Aim of the task:
For the records below, report how many lines include the string "bool", leaving out everything except the number.

Provided records:
-*-

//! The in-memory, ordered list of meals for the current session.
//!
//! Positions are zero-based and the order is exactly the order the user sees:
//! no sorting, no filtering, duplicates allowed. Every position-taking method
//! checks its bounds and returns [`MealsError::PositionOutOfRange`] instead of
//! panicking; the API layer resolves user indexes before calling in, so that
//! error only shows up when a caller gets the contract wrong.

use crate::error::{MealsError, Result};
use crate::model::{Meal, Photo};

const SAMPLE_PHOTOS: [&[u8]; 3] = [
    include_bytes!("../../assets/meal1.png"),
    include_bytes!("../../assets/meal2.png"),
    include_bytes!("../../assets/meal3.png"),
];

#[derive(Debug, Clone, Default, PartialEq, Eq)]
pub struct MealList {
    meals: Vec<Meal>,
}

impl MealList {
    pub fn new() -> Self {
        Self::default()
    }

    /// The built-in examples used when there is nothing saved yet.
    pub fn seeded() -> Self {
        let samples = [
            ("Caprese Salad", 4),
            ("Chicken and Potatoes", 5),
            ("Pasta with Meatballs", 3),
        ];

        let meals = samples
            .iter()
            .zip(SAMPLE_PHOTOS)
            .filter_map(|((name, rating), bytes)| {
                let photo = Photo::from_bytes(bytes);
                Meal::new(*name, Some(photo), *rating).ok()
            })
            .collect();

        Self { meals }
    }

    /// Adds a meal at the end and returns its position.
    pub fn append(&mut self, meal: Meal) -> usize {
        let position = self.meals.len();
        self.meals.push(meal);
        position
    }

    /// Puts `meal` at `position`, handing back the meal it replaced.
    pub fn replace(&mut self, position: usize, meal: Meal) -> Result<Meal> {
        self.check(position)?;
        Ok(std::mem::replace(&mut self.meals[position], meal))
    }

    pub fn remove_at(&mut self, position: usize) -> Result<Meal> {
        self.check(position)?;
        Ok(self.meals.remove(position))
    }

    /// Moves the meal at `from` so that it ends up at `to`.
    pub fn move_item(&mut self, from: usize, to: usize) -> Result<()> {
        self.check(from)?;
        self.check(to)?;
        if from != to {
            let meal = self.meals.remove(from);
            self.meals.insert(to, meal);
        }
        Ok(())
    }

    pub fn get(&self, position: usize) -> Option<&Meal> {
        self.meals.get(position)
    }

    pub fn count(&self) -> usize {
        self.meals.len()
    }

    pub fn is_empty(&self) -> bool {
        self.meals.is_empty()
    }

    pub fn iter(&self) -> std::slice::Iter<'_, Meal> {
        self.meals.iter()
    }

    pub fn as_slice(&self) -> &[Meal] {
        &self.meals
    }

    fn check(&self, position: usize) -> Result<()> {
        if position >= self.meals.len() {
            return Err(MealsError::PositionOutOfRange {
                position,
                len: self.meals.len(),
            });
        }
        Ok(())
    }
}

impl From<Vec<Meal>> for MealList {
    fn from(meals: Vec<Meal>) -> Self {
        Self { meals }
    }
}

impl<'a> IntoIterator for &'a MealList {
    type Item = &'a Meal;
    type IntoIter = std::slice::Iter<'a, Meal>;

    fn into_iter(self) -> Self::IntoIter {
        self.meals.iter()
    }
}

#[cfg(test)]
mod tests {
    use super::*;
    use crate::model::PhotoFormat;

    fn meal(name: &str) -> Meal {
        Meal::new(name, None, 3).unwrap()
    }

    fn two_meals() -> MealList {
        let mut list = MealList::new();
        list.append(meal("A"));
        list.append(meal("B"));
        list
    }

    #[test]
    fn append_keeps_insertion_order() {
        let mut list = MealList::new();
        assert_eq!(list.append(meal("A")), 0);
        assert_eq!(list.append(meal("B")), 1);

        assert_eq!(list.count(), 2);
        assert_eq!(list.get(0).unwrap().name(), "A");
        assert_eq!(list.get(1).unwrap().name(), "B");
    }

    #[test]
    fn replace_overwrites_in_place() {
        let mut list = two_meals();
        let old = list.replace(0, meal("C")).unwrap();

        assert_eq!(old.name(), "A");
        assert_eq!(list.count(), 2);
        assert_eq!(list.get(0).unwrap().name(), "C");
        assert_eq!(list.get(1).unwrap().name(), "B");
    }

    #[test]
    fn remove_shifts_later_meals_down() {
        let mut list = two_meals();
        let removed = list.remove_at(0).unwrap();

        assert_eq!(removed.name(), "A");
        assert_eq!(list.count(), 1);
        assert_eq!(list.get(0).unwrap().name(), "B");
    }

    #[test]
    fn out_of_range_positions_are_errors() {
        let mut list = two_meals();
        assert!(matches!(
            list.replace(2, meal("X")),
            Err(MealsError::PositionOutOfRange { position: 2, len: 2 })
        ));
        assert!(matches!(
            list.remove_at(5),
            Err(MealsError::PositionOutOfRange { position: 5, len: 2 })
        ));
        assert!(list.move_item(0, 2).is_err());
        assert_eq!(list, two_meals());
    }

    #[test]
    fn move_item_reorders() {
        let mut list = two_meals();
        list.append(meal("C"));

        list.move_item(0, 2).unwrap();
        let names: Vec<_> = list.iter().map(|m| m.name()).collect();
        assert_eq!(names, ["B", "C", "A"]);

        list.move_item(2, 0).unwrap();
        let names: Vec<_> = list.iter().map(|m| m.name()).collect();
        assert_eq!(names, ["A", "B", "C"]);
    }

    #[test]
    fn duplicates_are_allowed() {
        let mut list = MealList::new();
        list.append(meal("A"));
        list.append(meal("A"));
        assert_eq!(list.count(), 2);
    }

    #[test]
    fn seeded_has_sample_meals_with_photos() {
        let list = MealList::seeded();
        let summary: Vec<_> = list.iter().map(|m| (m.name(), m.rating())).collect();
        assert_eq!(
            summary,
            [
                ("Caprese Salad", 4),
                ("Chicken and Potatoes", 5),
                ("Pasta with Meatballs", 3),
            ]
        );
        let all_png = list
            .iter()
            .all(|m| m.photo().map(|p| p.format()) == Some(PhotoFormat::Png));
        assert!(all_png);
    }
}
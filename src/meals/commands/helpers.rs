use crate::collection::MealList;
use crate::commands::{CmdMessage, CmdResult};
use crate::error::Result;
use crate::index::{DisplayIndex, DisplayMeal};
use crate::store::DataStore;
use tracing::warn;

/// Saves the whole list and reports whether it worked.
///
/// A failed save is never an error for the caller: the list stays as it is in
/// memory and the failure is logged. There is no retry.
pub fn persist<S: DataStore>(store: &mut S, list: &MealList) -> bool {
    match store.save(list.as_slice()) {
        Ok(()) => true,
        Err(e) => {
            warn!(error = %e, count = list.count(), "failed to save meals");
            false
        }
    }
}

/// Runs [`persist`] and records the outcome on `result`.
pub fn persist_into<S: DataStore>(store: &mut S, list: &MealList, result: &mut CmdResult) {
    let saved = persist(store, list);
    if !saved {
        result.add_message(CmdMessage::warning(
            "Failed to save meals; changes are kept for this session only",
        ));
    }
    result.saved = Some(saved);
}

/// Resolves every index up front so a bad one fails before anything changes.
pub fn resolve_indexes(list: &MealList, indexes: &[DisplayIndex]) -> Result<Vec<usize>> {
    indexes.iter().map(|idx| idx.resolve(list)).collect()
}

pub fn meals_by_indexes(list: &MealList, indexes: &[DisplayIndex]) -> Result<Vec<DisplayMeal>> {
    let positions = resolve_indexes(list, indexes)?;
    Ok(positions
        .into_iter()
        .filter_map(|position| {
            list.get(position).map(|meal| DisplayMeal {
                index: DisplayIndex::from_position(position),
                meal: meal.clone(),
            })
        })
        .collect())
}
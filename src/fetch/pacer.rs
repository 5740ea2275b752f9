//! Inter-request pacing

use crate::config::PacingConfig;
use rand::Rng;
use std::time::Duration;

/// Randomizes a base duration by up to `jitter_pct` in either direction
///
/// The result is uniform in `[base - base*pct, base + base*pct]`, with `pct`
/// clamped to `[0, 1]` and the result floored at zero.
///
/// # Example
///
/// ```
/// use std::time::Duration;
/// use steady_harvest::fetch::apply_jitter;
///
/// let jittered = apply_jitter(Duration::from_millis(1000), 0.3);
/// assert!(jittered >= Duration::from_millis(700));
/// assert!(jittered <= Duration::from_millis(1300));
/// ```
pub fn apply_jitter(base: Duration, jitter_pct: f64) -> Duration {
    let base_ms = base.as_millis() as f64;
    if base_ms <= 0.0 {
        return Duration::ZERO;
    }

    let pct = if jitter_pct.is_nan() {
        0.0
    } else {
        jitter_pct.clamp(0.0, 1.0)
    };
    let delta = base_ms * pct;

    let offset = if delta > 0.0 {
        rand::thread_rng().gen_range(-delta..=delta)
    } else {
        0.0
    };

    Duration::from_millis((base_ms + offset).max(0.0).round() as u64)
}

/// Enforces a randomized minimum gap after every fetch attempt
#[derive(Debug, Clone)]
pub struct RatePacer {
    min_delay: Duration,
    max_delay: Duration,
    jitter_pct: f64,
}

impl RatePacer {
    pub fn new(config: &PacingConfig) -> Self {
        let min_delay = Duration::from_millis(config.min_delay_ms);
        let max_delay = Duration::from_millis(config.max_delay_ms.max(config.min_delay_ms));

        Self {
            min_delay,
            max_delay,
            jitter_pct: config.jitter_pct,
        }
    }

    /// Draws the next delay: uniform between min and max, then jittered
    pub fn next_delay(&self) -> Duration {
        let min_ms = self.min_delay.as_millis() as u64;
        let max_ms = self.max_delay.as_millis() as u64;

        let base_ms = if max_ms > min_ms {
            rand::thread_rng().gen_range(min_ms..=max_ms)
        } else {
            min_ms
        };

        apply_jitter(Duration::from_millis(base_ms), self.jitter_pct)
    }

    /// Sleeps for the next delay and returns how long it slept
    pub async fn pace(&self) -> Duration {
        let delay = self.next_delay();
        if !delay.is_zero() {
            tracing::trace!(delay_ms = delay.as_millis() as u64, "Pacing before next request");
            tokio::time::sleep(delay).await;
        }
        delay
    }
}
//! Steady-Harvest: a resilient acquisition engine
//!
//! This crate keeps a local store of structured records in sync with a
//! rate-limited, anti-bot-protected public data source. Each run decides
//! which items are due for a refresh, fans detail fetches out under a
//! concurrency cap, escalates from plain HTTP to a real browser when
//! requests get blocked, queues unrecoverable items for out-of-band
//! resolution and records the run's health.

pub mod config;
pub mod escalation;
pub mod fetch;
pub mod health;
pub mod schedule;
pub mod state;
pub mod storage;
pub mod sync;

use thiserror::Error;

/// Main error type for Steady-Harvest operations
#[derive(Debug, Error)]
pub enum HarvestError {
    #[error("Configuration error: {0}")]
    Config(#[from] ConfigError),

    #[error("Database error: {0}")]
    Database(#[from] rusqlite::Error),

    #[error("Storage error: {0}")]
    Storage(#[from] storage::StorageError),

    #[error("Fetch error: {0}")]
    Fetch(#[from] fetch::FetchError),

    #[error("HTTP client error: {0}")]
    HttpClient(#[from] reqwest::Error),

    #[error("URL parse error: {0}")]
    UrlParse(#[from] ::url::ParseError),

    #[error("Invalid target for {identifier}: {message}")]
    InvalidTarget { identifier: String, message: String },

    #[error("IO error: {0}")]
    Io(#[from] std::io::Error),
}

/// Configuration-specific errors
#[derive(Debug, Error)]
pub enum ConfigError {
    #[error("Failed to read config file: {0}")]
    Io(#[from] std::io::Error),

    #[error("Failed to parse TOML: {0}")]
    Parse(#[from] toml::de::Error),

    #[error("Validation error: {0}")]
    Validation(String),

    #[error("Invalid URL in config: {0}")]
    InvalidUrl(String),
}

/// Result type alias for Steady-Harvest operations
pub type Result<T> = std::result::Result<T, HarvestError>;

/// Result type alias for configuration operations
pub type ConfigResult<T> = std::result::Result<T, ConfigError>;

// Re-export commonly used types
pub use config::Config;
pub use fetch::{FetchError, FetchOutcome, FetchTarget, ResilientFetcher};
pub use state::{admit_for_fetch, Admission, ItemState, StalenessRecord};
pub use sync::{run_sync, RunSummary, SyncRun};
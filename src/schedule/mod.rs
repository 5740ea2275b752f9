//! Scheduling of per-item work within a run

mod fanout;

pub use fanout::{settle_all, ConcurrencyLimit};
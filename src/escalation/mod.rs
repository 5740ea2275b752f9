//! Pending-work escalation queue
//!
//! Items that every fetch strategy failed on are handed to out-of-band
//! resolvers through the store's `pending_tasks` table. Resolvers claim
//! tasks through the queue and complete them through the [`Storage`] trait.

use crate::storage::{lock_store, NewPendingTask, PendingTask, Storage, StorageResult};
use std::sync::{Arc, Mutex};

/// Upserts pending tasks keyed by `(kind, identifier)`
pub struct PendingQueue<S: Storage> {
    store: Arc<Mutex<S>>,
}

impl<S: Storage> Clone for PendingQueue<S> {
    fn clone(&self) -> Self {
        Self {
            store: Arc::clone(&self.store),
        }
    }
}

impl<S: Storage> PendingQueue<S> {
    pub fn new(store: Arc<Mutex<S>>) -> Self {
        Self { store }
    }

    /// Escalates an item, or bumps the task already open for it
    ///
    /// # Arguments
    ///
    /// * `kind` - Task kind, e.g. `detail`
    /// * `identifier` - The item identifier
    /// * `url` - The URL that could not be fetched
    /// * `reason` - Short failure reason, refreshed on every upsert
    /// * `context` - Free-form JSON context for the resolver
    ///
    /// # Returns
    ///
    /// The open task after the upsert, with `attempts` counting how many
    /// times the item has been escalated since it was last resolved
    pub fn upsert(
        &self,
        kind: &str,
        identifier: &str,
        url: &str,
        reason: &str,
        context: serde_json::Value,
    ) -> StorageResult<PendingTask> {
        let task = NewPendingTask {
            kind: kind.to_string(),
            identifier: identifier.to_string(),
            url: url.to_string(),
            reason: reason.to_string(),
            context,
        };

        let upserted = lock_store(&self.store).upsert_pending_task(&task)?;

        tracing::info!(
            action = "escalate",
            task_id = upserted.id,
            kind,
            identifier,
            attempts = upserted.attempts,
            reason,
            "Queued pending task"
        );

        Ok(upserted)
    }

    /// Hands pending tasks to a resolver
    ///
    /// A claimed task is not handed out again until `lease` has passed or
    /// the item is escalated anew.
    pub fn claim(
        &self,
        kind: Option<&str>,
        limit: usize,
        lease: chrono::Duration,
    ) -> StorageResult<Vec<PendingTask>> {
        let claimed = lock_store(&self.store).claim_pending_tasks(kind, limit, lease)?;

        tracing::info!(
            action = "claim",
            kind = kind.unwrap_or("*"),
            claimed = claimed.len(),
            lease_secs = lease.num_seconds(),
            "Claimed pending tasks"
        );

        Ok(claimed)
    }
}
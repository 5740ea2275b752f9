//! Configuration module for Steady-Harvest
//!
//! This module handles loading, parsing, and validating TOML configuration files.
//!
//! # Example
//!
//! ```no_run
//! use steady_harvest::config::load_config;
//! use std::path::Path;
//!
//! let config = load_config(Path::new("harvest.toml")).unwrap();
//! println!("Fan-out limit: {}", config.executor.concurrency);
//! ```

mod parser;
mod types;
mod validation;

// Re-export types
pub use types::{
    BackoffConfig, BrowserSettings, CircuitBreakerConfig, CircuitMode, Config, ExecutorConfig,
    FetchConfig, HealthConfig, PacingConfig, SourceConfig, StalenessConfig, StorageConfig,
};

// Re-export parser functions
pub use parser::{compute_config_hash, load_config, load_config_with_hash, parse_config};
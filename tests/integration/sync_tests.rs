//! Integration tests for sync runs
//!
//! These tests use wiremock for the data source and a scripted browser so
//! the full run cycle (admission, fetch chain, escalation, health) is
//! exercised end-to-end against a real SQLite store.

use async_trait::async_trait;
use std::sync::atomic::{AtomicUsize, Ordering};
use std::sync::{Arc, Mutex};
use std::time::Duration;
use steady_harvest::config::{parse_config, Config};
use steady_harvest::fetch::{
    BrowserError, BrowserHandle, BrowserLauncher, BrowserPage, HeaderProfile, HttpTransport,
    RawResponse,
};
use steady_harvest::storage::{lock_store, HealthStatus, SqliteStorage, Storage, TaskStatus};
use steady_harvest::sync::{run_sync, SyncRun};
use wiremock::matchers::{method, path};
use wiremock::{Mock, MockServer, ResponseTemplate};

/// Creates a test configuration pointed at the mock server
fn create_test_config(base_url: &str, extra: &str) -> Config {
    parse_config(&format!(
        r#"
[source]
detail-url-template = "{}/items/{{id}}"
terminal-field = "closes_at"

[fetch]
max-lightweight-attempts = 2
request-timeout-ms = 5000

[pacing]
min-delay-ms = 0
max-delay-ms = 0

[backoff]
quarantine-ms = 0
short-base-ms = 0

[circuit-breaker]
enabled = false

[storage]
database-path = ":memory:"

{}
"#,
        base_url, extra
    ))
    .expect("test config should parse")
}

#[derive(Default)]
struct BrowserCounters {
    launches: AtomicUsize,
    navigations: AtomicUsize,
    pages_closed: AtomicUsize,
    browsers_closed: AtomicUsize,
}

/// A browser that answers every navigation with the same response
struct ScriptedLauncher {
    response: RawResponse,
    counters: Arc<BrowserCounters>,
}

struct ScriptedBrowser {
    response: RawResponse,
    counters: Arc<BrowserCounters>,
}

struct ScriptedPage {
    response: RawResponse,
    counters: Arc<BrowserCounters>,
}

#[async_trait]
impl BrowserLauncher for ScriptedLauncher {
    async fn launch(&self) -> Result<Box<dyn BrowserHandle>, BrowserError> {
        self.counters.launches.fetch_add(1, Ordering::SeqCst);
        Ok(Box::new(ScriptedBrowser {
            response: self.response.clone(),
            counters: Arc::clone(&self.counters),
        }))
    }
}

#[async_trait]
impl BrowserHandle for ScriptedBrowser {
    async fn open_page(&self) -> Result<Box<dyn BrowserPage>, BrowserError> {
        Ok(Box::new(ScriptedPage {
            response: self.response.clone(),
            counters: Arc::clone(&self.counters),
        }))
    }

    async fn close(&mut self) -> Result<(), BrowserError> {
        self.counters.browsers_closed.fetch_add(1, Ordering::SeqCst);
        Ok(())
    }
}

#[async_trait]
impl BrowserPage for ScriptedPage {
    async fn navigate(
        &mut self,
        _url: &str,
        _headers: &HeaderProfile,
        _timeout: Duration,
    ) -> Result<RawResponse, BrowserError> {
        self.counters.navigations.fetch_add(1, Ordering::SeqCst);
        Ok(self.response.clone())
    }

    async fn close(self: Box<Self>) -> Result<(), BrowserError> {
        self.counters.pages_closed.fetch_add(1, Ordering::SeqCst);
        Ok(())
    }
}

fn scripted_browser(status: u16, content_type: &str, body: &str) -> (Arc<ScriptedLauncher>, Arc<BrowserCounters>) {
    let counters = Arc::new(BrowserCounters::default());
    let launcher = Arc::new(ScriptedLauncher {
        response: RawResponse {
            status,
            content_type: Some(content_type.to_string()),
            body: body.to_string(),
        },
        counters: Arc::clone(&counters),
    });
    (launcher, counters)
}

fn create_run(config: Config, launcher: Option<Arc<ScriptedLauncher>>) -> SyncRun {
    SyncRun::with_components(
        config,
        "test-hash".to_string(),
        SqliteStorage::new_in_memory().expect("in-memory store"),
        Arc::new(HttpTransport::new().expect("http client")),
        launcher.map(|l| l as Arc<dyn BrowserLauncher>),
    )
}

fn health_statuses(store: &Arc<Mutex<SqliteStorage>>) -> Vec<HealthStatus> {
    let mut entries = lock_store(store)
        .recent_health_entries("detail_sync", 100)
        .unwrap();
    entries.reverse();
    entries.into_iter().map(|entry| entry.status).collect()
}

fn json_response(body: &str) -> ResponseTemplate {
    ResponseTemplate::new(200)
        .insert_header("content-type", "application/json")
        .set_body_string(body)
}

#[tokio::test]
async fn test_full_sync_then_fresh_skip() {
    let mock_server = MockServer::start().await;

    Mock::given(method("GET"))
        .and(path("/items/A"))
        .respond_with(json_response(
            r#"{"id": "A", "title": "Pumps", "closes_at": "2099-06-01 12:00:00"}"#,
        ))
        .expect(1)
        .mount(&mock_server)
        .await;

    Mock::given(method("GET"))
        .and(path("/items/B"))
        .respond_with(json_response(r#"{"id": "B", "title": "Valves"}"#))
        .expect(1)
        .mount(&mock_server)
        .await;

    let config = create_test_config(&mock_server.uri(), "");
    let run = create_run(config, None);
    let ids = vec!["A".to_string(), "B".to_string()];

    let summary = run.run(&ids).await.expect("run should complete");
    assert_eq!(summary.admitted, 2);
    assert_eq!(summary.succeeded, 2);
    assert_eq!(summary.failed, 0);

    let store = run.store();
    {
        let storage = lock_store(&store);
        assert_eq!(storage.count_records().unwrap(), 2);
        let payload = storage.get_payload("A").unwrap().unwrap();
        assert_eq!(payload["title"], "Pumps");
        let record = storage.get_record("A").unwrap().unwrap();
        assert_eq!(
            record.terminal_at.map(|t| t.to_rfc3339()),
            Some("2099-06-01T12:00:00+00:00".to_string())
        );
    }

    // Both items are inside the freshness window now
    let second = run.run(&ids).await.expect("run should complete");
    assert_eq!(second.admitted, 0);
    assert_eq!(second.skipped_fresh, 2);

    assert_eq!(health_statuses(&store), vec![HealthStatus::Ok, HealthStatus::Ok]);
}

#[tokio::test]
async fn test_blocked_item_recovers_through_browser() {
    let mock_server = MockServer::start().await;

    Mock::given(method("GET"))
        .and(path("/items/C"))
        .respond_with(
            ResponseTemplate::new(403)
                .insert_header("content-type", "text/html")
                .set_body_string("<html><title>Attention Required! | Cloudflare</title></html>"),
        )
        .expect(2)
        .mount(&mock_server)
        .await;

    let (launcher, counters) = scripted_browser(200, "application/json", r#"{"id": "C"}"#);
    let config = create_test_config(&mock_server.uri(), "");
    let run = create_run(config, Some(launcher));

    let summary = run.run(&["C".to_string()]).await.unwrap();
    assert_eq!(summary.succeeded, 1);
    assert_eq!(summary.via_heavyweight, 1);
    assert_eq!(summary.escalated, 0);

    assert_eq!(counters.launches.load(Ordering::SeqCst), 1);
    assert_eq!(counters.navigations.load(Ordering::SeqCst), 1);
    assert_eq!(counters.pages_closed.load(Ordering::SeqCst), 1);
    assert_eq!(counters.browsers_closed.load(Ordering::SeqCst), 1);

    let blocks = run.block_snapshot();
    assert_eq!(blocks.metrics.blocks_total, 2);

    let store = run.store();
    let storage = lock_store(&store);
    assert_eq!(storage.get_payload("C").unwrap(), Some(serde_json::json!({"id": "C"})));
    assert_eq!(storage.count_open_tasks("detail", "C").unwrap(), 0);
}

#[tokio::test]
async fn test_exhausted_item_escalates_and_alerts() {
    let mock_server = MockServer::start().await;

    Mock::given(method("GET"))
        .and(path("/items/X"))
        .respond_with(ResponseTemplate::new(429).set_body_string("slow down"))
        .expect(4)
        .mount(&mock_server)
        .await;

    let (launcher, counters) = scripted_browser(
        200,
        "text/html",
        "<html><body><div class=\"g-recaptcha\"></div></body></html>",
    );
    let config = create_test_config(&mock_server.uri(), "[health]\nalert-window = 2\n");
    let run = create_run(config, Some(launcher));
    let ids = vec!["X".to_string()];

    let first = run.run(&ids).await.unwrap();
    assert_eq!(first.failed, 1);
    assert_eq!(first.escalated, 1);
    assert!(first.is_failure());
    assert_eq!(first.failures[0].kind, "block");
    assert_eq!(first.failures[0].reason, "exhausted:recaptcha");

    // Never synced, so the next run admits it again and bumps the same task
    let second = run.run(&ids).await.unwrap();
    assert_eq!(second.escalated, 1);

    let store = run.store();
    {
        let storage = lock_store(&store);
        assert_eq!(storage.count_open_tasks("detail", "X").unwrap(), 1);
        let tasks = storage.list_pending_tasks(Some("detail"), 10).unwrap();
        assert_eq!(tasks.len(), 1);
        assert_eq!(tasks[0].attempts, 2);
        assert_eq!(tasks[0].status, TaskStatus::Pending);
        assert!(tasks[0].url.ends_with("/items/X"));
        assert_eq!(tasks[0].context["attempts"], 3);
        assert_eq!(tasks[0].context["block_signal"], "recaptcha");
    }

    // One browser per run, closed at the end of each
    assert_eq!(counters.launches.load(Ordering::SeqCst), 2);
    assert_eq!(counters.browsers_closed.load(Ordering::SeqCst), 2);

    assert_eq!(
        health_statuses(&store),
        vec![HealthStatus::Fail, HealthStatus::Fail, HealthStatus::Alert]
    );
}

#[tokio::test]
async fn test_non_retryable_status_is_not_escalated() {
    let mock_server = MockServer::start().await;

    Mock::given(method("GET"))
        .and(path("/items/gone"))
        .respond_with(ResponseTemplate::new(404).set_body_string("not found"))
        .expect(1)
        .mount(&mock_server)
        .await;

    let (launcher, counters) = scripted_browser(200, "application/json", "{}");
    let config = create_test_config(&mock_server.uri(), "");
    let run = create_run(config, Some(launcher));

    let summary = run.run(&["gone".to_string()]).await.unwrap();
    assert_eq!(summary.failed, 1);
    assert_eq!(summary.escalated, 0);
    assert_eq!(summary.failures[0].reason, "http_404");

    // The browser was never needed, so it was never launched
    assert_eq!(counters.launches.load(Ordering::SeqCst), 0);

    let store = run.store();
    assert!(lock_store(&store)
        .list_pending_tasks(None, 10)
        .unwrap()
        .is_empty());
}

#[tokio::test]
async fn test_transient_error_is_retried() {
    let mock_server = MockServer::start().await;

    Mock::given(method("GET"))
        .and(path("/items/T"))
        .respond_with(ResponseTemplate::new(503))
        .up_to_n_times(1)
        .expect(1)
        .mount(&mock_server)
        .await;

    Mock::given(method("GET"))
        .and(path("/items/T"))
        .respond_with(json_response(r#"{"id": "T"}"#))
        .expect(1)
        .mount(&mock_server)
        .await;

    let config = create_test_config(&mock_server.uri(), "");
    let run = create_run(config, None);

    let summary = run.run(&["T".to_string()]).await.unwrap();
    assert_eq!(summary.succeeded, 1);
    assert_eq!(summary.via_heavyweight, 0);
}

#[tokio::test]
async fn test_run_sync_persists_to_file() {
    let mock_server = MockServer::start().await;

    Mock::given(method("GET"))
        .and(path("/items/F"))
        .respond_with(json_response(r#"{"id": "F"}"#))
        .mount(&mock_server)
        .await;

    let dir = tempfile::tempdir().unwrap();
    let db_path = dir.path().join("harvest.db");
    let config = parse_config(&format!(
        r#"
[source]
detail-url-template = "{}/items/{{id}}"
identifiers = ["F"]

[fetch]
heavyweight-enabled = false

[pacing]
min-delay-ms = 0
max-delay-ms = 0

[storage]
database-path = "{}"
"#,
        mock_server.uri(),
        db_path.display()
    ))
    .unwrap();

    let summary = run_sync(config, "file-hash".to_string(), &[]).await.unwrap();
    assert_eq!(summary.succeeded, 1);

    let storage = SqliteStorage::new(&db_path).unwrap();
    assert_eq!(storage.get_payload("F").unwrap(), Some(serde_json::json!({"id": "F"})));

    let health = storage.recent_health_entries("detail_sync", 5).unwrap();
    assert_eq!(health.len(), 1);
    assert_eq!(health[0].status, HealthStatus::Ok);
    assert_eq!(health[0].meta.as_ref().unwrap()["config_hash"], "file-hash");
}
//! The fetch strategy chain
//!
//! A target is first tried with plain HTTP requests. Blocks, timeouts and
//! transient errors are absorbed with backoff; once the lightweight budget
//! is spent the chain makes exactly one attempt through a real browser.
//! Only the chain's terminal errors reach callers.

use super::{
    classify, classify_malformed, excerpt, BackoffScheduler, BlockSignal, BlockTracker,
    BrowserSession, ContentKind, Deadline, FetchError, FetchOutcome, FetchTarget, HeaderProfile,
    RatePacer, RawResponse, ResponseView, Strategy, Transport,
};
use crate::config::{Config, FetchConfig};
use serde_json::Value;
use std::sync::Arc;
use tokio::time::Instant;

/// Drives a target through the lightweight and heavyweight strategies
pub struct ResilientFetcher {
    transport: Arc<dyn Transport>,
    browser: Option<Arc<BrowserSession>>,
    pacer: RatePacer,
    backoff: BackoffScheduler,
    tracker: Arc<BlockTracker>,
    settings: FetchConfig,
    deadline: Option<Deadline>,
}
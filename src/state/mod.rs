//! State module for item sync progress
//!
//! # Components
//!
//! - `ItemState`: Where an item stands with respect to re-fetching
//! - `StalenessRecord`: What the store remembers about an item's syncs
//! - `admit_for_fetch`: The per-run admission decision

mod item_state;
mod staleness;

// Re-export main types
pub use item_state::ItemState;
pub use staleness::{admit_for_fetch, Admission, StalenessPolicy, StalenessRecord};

-*-

Answer to the problem:
2